• [What to produce] I would like every record printed again, exactly as shown.

• [Data for this exercise]
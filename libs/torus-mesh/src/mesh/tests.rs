use super::*;

fn unit_triangle() -> Mesh {
    Mesh::from_parts(
        vec![DVec3::ZERO, DVec3::X, DVec3::Y],
        vec![DVec3::Z; 3],
        vec![DVec2::ZERO, DVec2::X, DVec2::Y],
        vec![0, 1, 2],
    )
    .unwrap()
}

#[test]
fn test_from_parts_counts() {
    let mesh = unit_triangle();
    assert!(!mesh.is_empty());
    assert_eq!(mesh.vertex_count(), 3);
    assert_eq!(mesh.triangle_count(), 1);
    assert_eq!(mesh.triangle(0), Some([0, 1, 2]));
}

#[test]
fn test_from_parts_rejects_misaligned_attributes() {
    let result = Mesh::from_parts(
        vec![DVec3::ZERO, DVec3::X],
        vec![DVec3::Z],
        vec![DVec2::ZERO, DVec2::X],
        vec![],
    );
    assert!(matches!(result, Err(MeshError::ValidationFailed { .. })));
}

#[test]
fn test_from_parts_rejects_partial_triangle() {
    let result = Mesh::from_parts(vec![DVec3::ZERO], vec![DVec3::Z], vec![DVec2::ZERO], vec![0, 0]);
    assert!(result.is_err());
}

#[test]
fn test_from_parts_rejects_out_of_range_index() {
    let result = Mesh::from_parts(
        vec![DVec3::ZERO],
        vec![DVec3::Z],
        vec![DVec2::ZERO],
        vec![0, 0, 3],
    );
    let err = result.unwrap_err();
    assert!(err.to_string().contains("index 3"));
}

#[test]
fn test_empty_mesh() {
    let mesh = Mesh::from_parts(vec![], vec![], vec![], vec![]).unwrap();
    assert!(mesh.is_empty());
    assert_eq!(mesh.bounding_box(), (DVec3::ZERO, DVec3::ZERO));
    assert!(mesh.validate().is_ok());
}

#[test]
fn test_bounding_box() {
    let mesh = Mesh::from_parts(
        vec![DVec3::new(-1.0, -2.0, -3.0), DVec3::new(4.0, 5.0, 6.0), DVec3::ZERO],
        vec![DVec3::Z; 3],
        vec![DVec2::ZERO; 3],
        vec![0, 1, 2],
    )
    .unwrap();
    let (min, max) = mesh.bounding_box();
    assert_eq!(min, DVec3::new(-1.0, -2.0, -3.0));
    assert_eq!(max, DVec3::new(4.0, 5.0, 6.0));
}

#[test]
fn test_validate_rejects_non_unit_normal() {
    let mesh = Mesh::from_parts(
        vec![DVec3::ZERO],
        vec![DVec3::new(0.0, 0.0, 2.0)],
        vec![DVec2::ZERO],
        vec![],
    )
    .unwrap();
    let err = mesh.validate().unwrap_err();
    assert!(err.to_string().contains("normal 0"));
}

#[test]
fn test_validate_rejects_nan_position() {
    let mesh = Mesh::from_parts(
        vec![DVec3::new(f64::NAN, 0.0, 0.0)],
        vec![DVec3::Z],
        vec![DVec2::ZERO],
        vec![],
    )
    .unwrap();
    assert!(mesh.validate().is_err());
}

#[test]
fn test_f32_exports() {
    let mesh = unit_triangle();
    assert_eq!(mesh.positions_f32(), vec![0.0f32, 0.0, 0.0, 1.0, 0.0, 0.0, 0.0, 1.0, 0.0]);
    assert_eq!(mesh.normals_f32().len(), 9);
    assert_eq!(mesh.uvs_f32(), vec![0.0f32, 0.0, 1.0, 0.0, 0.0, 1.0]);
}

#[test]
fn test_into_parts() {
    let (positions, normals, uvs, indices) = unit_triangle().into_parts();
    assert_eq!(positions.len(), 3);
    assert_eq!(normals.len(), 3);
    assert_eq!(uvs.len(), 3);
    assert_eq!(indices, vec![0, 1, 2]);
}

#[test]
fn test_mesh_is_send_sync() {
    fn assert_send_sync<T: Send + Sync>() {}
    assert_send_sync::<Mesh>();
}

#[test]
fn test_triangle_past_end_is_none() {
    let mesh = unit_triangle();
    assert_eq!(mesh.triangle(1), None);
    assert_eq!(mesh.triangle(usize::MAX), None);
}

• [Response to this task]
filename libs/torus-mesh/src/mesh/tests.rs
use super::*;

fn unit_triangle() -> Mesh {
    Mesh::from_parts(
        vec![DVec3::ZERO, DVec3::X, DVec3::Y],
        vec![DVec3::Z; 3],
        vec![DVec2::ZERO, DVec2::X, DVec2::Y],
        vec![0, 1, 2],
    )
    .unwrap()
}

#[test]
fn test_from_parts_counts() {
    let mesh = unit_triangle();
    assert!(!mesh.is_empty());
    assert_eq!(mesh.vertex_count(), 3);
    assert_eq!(mesh.triangle_count(), 1);
    assert_eq!(mesh.triangle(0), Some([0, 1, 2]));
}

#[test]
fn test_from_parts_rejects_misaligned_attributes() {
    let result = Mesh::from_parts(
        vec![DVec3::ZERO, DVec3::X],
        vec![DVec3::Z],
        vec![DVec2::ZERO, DVec2::X],
        vec![],
    );
    assert!(matches!(result, Err(MeshError::ValidationFailed { .. })));
}

#[test]
fn test_from_parts_rejects_partial_triangle() {
    let result = Mesh::from_parts(vec![DVec3::ZERO], vec![DVec3::Z], vec![DVec2::ZERO], vec![0, 0]);
    assert!(result.is_err());
}

#[test]
fn test_from_parts_rejects_out_of_range_index() {
    let result = Mesh::from_parts(
        vec![DVec3::ZERO],
        vec![DVec3::Z],
        vec![DVec2::ZERO],
        vec![0, 0, 3],
    );
    let err = result.unwrap_err();
    assert!(err.to_string().contains("index 3"));
}

#[test]
fn test_empty_mesh() {
    let mesh = Mesh::from_parts(vec![], vec![], vec![], vec![]).unwrap();
    assert!(mesh.is_empty());
    assert_eq!(mesh.bounding_box(), (DVec3::ZERO, DVec3::ZERO));
    assert!(mesh.validate().is_ok());
}

#[test]
fn test_bounding_box() {
    let mesh = Mesh::from_parts(
        vec![DVec3::new(-1.0, -2.0, -3.0), DVec3::new(4.0, 5.0, 6.0), DVec3::ZERO],
        vec![DVec3::Z; 3],
        vec![DVec2::ZERO; 3],
        vec![0, 1, 2],
    )
    .unwrap();
    let (min, max) = mesh.bounding_box();
    assert_eq!(min, DVec3::new(-1.0, -2.0, -3.0));
    assert_eq!(max, DVec3::new(4.0, 5.0, 6.0));
}

#[test]
fn test_validate_rejects_non_unit_normal() {
    let mesh = Mesh::from_parts(
        vec![DVec3::ZERO],
        vec![DVec3::new(0.0, 0.0, 2.0)],
        vec![DVec2::ZERO],
        vec![],
    )
    .unwrap();
    let err = mesh.validate().unwrap_err();
    assert!(err.to_string().contains("normal 0"));
}

#[test]
fn test_validate_rejects_nan_position() {
    let mesh = Mesh::from_parts(
        vec![DVec3::new(f64::NAN, 0.0, 0.0)],
        vec![DVec3::Z],
        vec![DVec2::ZERO],
        vec![],
    )
    .unwrap();
    assert!(mesh.validate().is_err());
}

#[test]
fn test_f32_exports() {
    let mesh = unit_triangle();
    assert_eq!(mesh.positions_f32(), vec![0.0f32, 0.0, 0.0, 1.0, 0.0, 0.0, 0.0, 1.0, 0.0]);
    assert_eq!(mesh.normals_f32().len(), 9);
    assert_eq!(mesh.uvs_f32(), vec![0.0f32, 0.0, 1.0, 0.0, 0.0, 1.0]);
}

#[test]
fn test_into_parts() {
    let (positions, normals, uvs, indices) = unit_triangle().into_parts();
    assert_eq!(positions.len(), 3);
    assert_eq!(normals.len(), 3);
    assert_eq!(uvs.len(), 3);
    assert_eq!(indices, vec![0, 1, 2]);
}

#[test]
fn test_mesh_is_send_sync() {
    fn assert_send_sync<T: Send + Sync>() {}
    assert_send_sync::<Mesh>();
}

#[test]
fn test_triangle_past_end_is_none() {
    let mesh = unit_triangle();
    assert_eq!(mesh.triangle(1), None);
    assert_eq!(mesh.triangle(usize::MAX), None);
}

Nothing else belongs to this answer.